• [Try it] Print, in exact form, the lines below from the one containing "let record = candidate.to_content_record();" through the one containing "tracing::warn!(item_index = index, title = %label, error", and omit all others.
☆ ☆ ☆ ☆
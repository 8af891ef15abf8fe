//! Sequential bulk import of loader candidates.
//!
//! Items are persisted one at a time in input order. A failed item is
//! recorded and the run moves on; the loop always reaches the end. There is
//! no cancellation once a run has started.

use std::time::Duration;

use ingest_core::candidate::CandidateRecord;
use ingest_core::content::ContentRecord;
use ingest_core::outcome::{ImportOutcome, ImportProgress, MISSING_CONTENT_PATH};

use crate::services::{ContentStore, ServiceError};

/// Import every candidate through `store`, reporting progress after each one.
///
/// `persist_timeout` bounds each individual store call; an expired call is
/// recorded as that item's failure.
pub async fn run_bulk_import<F>(
    items: &[CandidateRecord],
    store: &dyn ContentStore,
    persist_timeout: Option<Duration>,
    mut on_progress: F,
) -> ImportOutcome
where
    F: FnMut(ImportProgress),
{
    let total = items.len();
    let mut outcome = ImportOutcome::default();

    tracing::info!(total, "Starting bulk import");

    for (index, candidate) in items.iter().enumerate() {
        let record = candidate.to_content_record();

        if record.content_path.is_empty() {
            tracing::warn!(item_index = index, title = %record.title, "Skipping item without content path");
            outcome.record_failure(&record.title, MISSING_CONTENT_PATH);
        } else {
            match persist(store, &record, persist_timeout).await {
                Ok(()) => outcome.record_success(),
                Err(e) => {
                    let label = candidate
                        .raw_title()
                        .unwrap_or_else(|| index.to_string());
                    tracing::warn!(item_index = index, title = %label, error = %e, "Failed to import item");
                    outcome.record_failure(&label, &e.detail());
                }
            }
        }

        on_progress(ImportProgress::new(index + 1, total));
    }

    tracing::info!(
        total,
        succeeded = outcome.success_count,
        failed = outcome.failed_count,
        "Bulk import finished"
    );

    outcome
}

async fn persist(
    store: &dyn ContentStore,
    record: &ContentRecord,
    timeout: Option<Duration>,
) -> Result<(), ServiceError> {
    let call = store.create_content(record);
    let created = match timeout {
        Some(limit) => tokio::time::timeout(limit, call).await.map_err(|_| {
            ServiceError::Transport(format!("Timed out after {}s", limit.as_secs()))
        })?,
        None => call.await,
    }?;
    tracing::debug!(content_id = created.id, "Imported item");
    Ok(())
}

// ---------------------------------------------------------------------------
// Tests
// ---------------------------------------------------------------------------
☆ ☆ ☆ ☆
• [Completed task]
        let record = candidate.to_content_record();

        if record.content_path.is_empty() {
            tracing::warn!(item_index = index, title = %record.title, "Skipping item without content path");
            outcome.record_failure(&record.title, MISSING_CONTENT_PATH);
        } else {
            match persist(store, &record, persist_timeout).await {
                Ok(()) => outcome.record_success(),
                Err(e) => {
                    let label = candidate
                        .raw_title()
                        .unwrap_or_else(|| index.to_string());
                    tracing::warn!(item_index = index, title = %label, error = %e, "Failed to import item");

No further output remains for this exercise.